▶ [Exercise prompt]
The line containing "use std::sync::Arc;" marks the end: restate word for word every line from the first line of the entries below through that one.

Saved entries

+ + + + +

//! Scene normalization: parsed document → owned, pickable mesh records.
//!
//! Every record gets a private material clone, so per-mesh display state
//! (wireframe, clip planes, color) never leaks to siblings that shared a
//! material in the source document.

use std::sync::Arc;

use glam::Mat4;
use serde::{Deserialize, Serialize};

use crate::clipping::ClipPlane;
use crate::document::{DocumentId, DocumentKind, GltfScene, MaterialDef, SceneDocument, StlMesh};
use crate::error::LoadError;
use crate::viewport::mesh::MeshData;
use crate::viewport::picking::Aabb;

pub type Rgba = [f32; 4];

/// Neutral gray for formats that carry no material (STL)
pub const NEUTRAL_COLOR: Rgba = [0.8, 0.8, 0.8, 1.0];

/// Stable id of a record within the current mesh set
#[derive(Clone, Copy, Debug, PartialEq, Eq, Hash, PartialOrd, Ord, Serialize, Deserialize)]
pub struct MeshId(pub u32);

impl std::fmt::Display for MeshId {
    fn fmt(&self, f: &mut std::fmt::Formatter<'_>) -> std::fmt::Result {
        write!(f, "mesh-{}", self.0)
    }
}

/// Per-record material. Color, wireframe and clip planes are set
/// independently so one writer never clobbers another's field.
#[derive(Clone, Debug, PartialEq)]
pub struct Material {
    pub name: Option<String>,
    pub metallic: f32,
    pub roughness: f32,
    pub double_sided: bool,
    color: Rgba,
    wireframe: bool,
    clip_planes: Vec<ClipPlane>,
}

impl Material {
    pub fn neutral() -> Self {
        Self {
            name: None,
            metallic: 0.0,
            roughness: 0.8,
            double_sided: true,
            color: NEUTRAL_COLOR,
            wireframe: false,
            clip_planes: Vec::new(),
        }
    }

    /// Private clone of a source material
    pub fn from_def(def: &MaterialDef) -> Self {
        Self {
            name: def.name.clone(),
            metallic: def.metallic,
            roughness: def.roughness,
            double_sided: def.double_sided,
            color: def.base_color,
            wireframe: false,
            clip_planes: Vec::new(),
        }
    }

    pub fn color(&self) -> Rgba {
        self.color
    }

    pub fn set_color(&mut self, color: Rgba) {
        self.color = color;
    }

    pub fn wireframe(&self) -> bool {
        self.wireframe
    }

    pub fn set_wireframe(&mut self, wireframe: bool) {
        self.wireframe = wireframe;
    }

    pub fn clip_planes(&self) -> &[ClipPlane] {
        &self.clip_planes
    }

    pub fn set_clip_plane(&mut self, plane: Option<ClipPlane>) {
        self.clip_planes.clear();
        self.clip_planes.extend(plane);
    }
}

/// Display flags pushed onto every record
#[derive(Clone, Copy, Debug, Default, PartialEq)]
pub struct DisplayState {
    pub wireframe: bool,
    /// Active clip plane, `None` while clipping is disabled
    pub clip: Option<ClipPlane>,
}

#[derive(Clone, Debug)]
pub struct MeshRecord {
    pub id: MeshId,
    pub name: String,
    /// World-space geometry. Shared with the document when no transform applies.
    pub geometry: Arc<MeshData>,
    pub material: Material,
    pub pickable: bool,
    pub bounds: Aabb,
    original_color: Option<Rgba>,
}

impl MeshRecord {
    fn new(id: MeshId, name: String, geometry: Arc<MeshData>, material: Material) -> Self {
        let bounds = Aabb::from_mesh(&geometry);
        let mut record = Self {
            id,
            name,
            geometry,
            material,
            pickable: true,
            bounds,
            original_color: None,
        };
        record.capture_original_color();
        record
    }

    pub fn original_color(&self) -> Option<Rgba> {
        self.original_color
    }

    /// Capture the current color as the original, once. Returns the original.
    pub fn capture_original_color(&mut self) -> Rgba {
        *self.original_color.get_or_insert(self.material.color())
    }

    /// Put the captured original color back. False if none was captured.
    pub fn restore_original_color(&mut self) -> bool {
        match self.original_color {
            Some(c) => {
                self.material.set_color(c);
                true
            }
            None => false,
        }
    }
}

/// Whether [`MeshSet::normalize`] built new records or only refreshed flags
#[derive(Clone, Copy, Debug, PartialEq, Eq)]
pub enum Normalized {
    Built(usize),
    Refreshed,
}

/// Records of the current model, in traversal order
#[derive(Default)]
pub struct MeshSet {
    document: Option<DocumentId>,
    records: Vec<MeshRecord>,
}

impl MeshSet {
    pub fn new() -> Self {
        Self::default()
    }

    /// Build records for `doc`, or refresh display flags if `doc` is already installed.
    ///
    /// On error the current records are left untouched.
    pub fn normalize(&mut self, doc: &SceneDocument, display: &DisplayState) -> Result<Normalized, LoadError> {
        if self.document == Some(doc.id) {
            self.apply_display(display);
            return Ok(Normalized::Refreshed);
        }

        let mut records = match &doc.kind {
            DocumentKind::Gltf(scene) => gltf_records(scene)?,
            DocumentKind::Stl(stl) => vec![stl_record(stl)],
        };
        if records.is_empty() {
            return Err(LoadError::malformed("document contains no drawable meshes"));
        }
        for record in &mut records {
            record.material.set_wireframe(display.wireframe);
            record.material.set_clip_plane(display.clip);
        }

        let count = records.len();
        self.records = records;
        self.document = Some(doc.id);
        tracing::debug!("Normalized {count} mesh record(s)");
        Ok(Normalized::Built(count))
    }

    pub fn apply_display(&mut self, display: &DisplayState) {
        self.set_wireframe(display.wireframe);
        self.set_clip_plane(display.clip);
    }

    pub fn set_wireframe(&mut self, wireframe: bool) {
        for r in &mut self.records {
            r.material.set_wireframe(wireframe);
        }
    }

    /// Set (or clear, with `None`) the clip plane on every record
    pub fn set_clip_plane(&mut self, plane: Option<ClipPlane>) {
        for r in &mut self.records {
            r.material.set_clip_plane(plane);
        }
    }

    pub fn clear(&mut self) {
        self.records.clear();
        self.document = None;
    }

    pub fn document(&self) -> Option<DocumentId> {
        self.document
    }

    pub fn is_empty(&self) -> bool {
        self.records.is_empty()
    }

    pub fn len(&self) -> usize {
        self.records.len()
    }

    pub fn iter(&self) -> impl Iterator<Item = &MeshRecord> {
        self.records.iter()
    }

    pub fn get(&self, id: MeshId) -> Option<&MeshRecord> {
        self.records.iter().find(|r| r.id == id)
    }

    pub fn get_mut(&mut self, id: MeshId) -> Option<&mut MeshRecord> {
        self.records.iter_mut().find(|r| r.id == id)
    }

    pub fn pickable_count(&self) -> usize {
        self.records.iter().filter(|r| r.pickable).count()
    }

    pub fn triangle_count(&self) -> usize {
        self.records.iter().map(|r| r.geometry.triangle_count()).sum()
    }

    /// Union of all record bounds
    pub fn bounds(&self) -> Option<Aabb> {
        self.records
            .iter()
            .map(|r| r.bounds)
            .filter(Aabb::is_valid)
            .reduce(|a, b| a.union(&b))
    }
}

fn gltf_records(scene: &GltfScene) -> Result<Vec<MeshRecord>, LoadError> {
    let mut records = Vec::new();
    let mut failure = None;

    scene.visit_primitives(|visit| {
        if failure.is_some() {
            return;
        }
        let material = match visit.primitive.material {
            None => Material::from_def(&MaterialDef::default()),
            Some(idx) => match scene.material(Some(idx)) {
                Some(def) => Material::from_def(def),
                None => {
                    failure = Some(LoadError::malformed(format!("material {idx} does not exist")));
                    return;
                }
            },
        };

        let geometry = if visit.world == Mat4::IDENTITY {
            Arc::clone(&visit.primitive.geometry)
        } else {
            Arc::new(visit.primitive.geometry.transformed(&visit.world))
        };

        let id = MeshId(records.len() as u32);
        let base = scene.nodes[visit.node]
            .name
            .clone()
            .or_else(|| visit.mesh.name.clone())
            .unwrap_or_else(|| format!("Mesh {}", id.0));
        let name = if visit.mesh.primitives.len() > 1 {
            format!("{base}.{}", visit.primitive_index)
        } else {
            base
        };

        records.push(MeshRecord::new(id, name, geometry, material));
    });

    match failure {
        Some(e) => Err(e),
        None => Ok(records),
    }
}

/// One neutral record, re-centered on its bounding-box center
fn stl_record(stl: &StlMesh) -> MeshRecord {
    let mut geometry = (*stl.geometry).clone();
    geometry.translate(-stl.bounds.center());
    MeshRecord::new(MeshId(0), "STL Mesh".to_string(), Arc::new(geometry), Material::neutral())
}

#[cfg(test)]
mod tests {
    use super::*;
    use crate::clipping::ClipPlane;
    use crate::fixtures;
    use crate::format::{parse_detected, ProbeOrder};
    use glam::Vec3;

    fn load(bytes: &[u8], name: Option<&str>) -> SceneDocument {
        parse_detected(bytes, name, ProbeOrder::StlFirst).unwrap().1
    }

    #[test]
    fn test_two_mesh_records_have_private_materials() {
        let doc = load(&fixtures::two_mesh_glb(), Some("two.glb"));
        let mut set = MeshSet::new();
        assert_eq!(set.normalize(&doc, &DisplayState::default()).unwrap(), Normalized::Built(2));
        assert_eq!(set.pickable_count(), doc.drawable_primitive_count());

        set.get_mut(MeshId(0)).unwrap().material.set_color([0.0, 1.0, 0.0, 1.0]);
        assert_eq!(set.get(MeshId(1)).unwrap().material.color(), fixtures::SHARED_BASE_COLOR);
        assert_eq!(set.get(MeshId(0)).unwrap().original_color(), Some(fixtures::SHARED_BASE_COLOR));
    }

    #[test]
    fn test_instanced_primitives_count() {
        let doc = load(&fixtures::instanced_glb(), None);
        let mut set = MeshSet::new();
        set.normalize(&doc, &DisplayState::default()).unwrap();
        assert_eq!(set.len(), 4);
        assert_eq!(set.pickable_count(), doc.drawable_primitive_count());
        // Untextured primitive falls back to the glTF default material
        assert_eq!(set.get(MeshId(1)).unwrap().material.color(), [1.0, 1.0, 1.0, 1.0]);
    }

    #[test]
    fn test_node_transform_baked_into_geometry() {
        let doc = load(&fixtures::two_mesh_glb(), None);
        let mut set = MeshSet::new();
        set.normalize(&doc, &DisplayState::default()).unwrap();
        let left = set.get(MeshId(0)).unwrap();
        assert!((left.bounds.center() - Vec3::new(fixtures::TWO_MESH_LEFT_X, 0.0, 0.0)).length() < 1e-5);
    }

    #[test]
    fn test_stl_recentered() {
        let offset = Vec3::new(10.0, -4.0, 7.0);
        let bytes = fixtures::binary_stl(&fixtures::offset_cube_triangles(offset));
        let doc = load(&bytes, Some("model.stl"));
        let mut set = MeshSet::new();
        set.normalize(&doc, &DisplayState::default()).unwrap();
        assert_eq!(set.len(), 1);
        let rec = set.get(MeshId(0)).unwrap();
        assert!(rec.bounds.center().length() < 1e-5);
        assert!(rec.pickable);
        assert_eq!(rec.material.color(), NEUTRAL_COLOR);
    }

    #[test]
    fn test_renormalize_same_document_only_refreshes_flags() {
        let doc = load(&fixtures::two_mesh_glb(), None);
        let mut set = MeshSet::new();
        set.normalize(&doc, &DisplayState::default()).unwrap();
        set.get_mut(MeshId(0)).unwrap().material.set_color([1.0, 0.0, 0.0, 1.0]);

        let plane = ClipPlane::new(Vec3::X, 0.5);
        let display = DisplayState {
            wireframe: true,
            clip: Some(plane),
        };
        assert_eq!(set.normalize(&doc, &display).unwrap(), Normalized::Refreshed);

        let rec = set.get(MeshId(0)).unwrap();
        assert_eq!(rec.material.color(), [1.0, 0.0, 0.0, 1.0]);
        assert_eq!(rec.original_color(), Some(fixtures::SHARED_BASE_COLOR));
        assert!(rec.material.wireframe());
        assert_eq!(rec.material.clip_planes(), &[plane]);
    }

    #[test]
    fn test_new_document_replaces_records() {
        let mut set = MeshSet::new();
        set.normalize(&load(&fixtures::two_mesh_glb(), None), &DisplayState::default())
            .unwrap();
        let stl = fixtures::binary_stl(&fixtures::offset_cube_triangles(Vec3::ZERO));
        set.normalize(&load(&stl, None), &DisplayState::default()).unwrap();
        assert_eq!(set.len(), 1);
    }

    #[test]
    fn test_capture_original_color_is_set_once() {
        let doc = load(&fixtures::two_mesh_glb(), None);
        let mut set = MeshSet::new();
        set.normalize(&doc, &DisplayState::default()).unwrap();
        let rec = set.get_mut(MeshId(0)).unwrap();
        rec.material.set_color([0.0, 0.0, 0.0, 1.0]);
        assert_eq!(rec.capture_original_color(), fixtures::SHARED_BASE_COLOR);
        assert!(rec.restore_original_color());
        assert_eq!(rec.material.color(), fixtures::SHARED_BASE_COLOR);
    }
}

+ + + + +

▶ [Solved exercise]
//! Scene normalization: parsed document → owned, pickable mesh records.
//!
//! Every record gets a private material clone, so per-mesh display state
//! (wireframe, clip planes, color) never leaks to siblings that shared a
//! material in the source document.

use std::sync::Arc;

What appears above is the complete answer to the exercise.